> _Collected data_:
-- Opening Marker --

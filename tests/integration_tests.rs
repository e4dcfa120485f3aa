// End-to-end checks of the marker drivers and the label transfer pipeline.

use rand::rngs::StdRng;
use rand::{Rng, SeedableRng};

use single_markers::markers::{MarkerConfig, find_all_markers, find_markers};
use single_markers::testing::TestMethod;
use single_markers::testing::effect::{FoldChangeBase, summarize_features};
use single_markers::transfer::{
    ActivitySource, GeneAnnotation, Query, Reference, Strand, TransferConfig, TransferInputs,
    run_label_transfer,
};
use single_markers::{Capabilities, CellGroups, DataLayer, FeatureMatrix, MarkerError};

fn init() {
    let _ = env_logger::builder().is_test(true).try_init();
}

fn names(prefix: &str, n: usize) -> Vec<String> {
    (0..n).map(|i| format!("{}{}", prefix, i)).collect()
}

/// 2,000 log-normalized features over 50 + 60 cells; the first 50 features
/// are detected far more often in the first group.
fn scenario() -> (FeatureMatrix<f64>, CellGroups) {
    let mut rng = StdRng::seed_from_u64(2024);
    let n_cells = 110;
    let rows: Vec<Vec<f64>> = (0..2000)
        .map(|f| {
            let background = 0.05 + 0.4 * (f % 7) as f64 / 7.0;
            (0..n_cells)
                .map(|c| {
                    let p = match (f < 50, c < 50) {
                        (true, true) => 0.8,
                        (true, false) => 0.1,
                        _ => background,
                    };
                    if rng.random::<f64>() < p {
                        (2.0 + rng.random_range(0..5) as f64).ln()
                    } else {
                        0.0
                    }
                })
                .collect()
        })
        .collect();
    let matrix =
        FeatureMatrix::from_dense_rows(&rows, names("feature", 2000), names("cell", n_cells))
            .unwrap();
    let groups = CellGroups::from_indices((0..50).collect(), (50..110).collect(), n_cells).unwrap();
    (matrix, groups)
}
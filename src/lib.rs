//! # single-markers
//!
//! Differential marker testing and cross-modality label transfer for single-cell data, part of the
//! single-rust ecosystem.
//!
//! Marker testing compares two populations of cells feature by feature. Features are first
//! narrowed by detection rate and fold change, then tested with one of several methods, and the
//! results are returned as a ranked, Bonferroni-corrected table. Label transfer carries cluster
//! labels from a transcriptome reference onto chromatin-accessibility cells through anchors in a
//! shared embedding.
//!
//! ## Core Features
//!
//! - **Marker tests**: Wilcoxon rank-sum, Welch and Student t-tests, bimodal likelihood ratio,
//!   ROC/AUC, Poisson and negative binomial GLMs, logistic regression, hurdle and size-factor
//!   count models
//! - **Pre-filtering**: minimum detection rate, detection-rate difference and fold change
//! - **Diagnostics**: advisories returned with every result and forwarded to the `log` facade
//! - **Label transfer**: gene activity, anchors, label and expression transfer, joint UMAP
//! - **Sparse Matrix Support**: input is a labelled `CsrMatrix` from nalgebra-sparse
//!
//! ## Quick Start
//!
//! Build a [`FeatureMatrix`], choose two [`CellGroups`] and call [`find_markers`] with a
//! [`MarkerConfig`]; [`find_all_markers`] compares every cluster against the rest.
//!
//! ## Module Organization
//!
//! - **[`matrix`]**: labelled feature-by-cell matrices, cell groups and covariates
//! - **[`testing`]**: statistical tests, effect sizes and multiple testing correction
//! - **[`markers`]**: pre-filter, marker drivers and the result table
//! - **[`transfer`]**: the label transfer pipeline

pub mod diagnostics;
pub mod error;
pub mod markers;
pub mod matrix;
pub mod testing;
pub mod transfer;

pub use diagnostics::{Diagnostic, Diagnostics, Level};
pub use error::MarkerError;
pub use markers::{
    MarkerConfig, MarkerRow, MarkerStats, MarkerTable, find_all_markers, find_markers,
};
pub use matrix::{CellGroups, Covariates, DataLayer, FeatureMatrix};
pub use testing::TestMethod;
pub use testing::inference::Capabilities;
pub use transfer::{TransferConfig, TransferInputs, TransferOutcome, run_label_transfer};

-- Closing Marker --

The required answer is each line of the data in which the word "pipeline" appears.

// End-to-end checks of the marker drivers and the label transfer pipeline.
//! - **[`transfer`]**: the label transfer pipeline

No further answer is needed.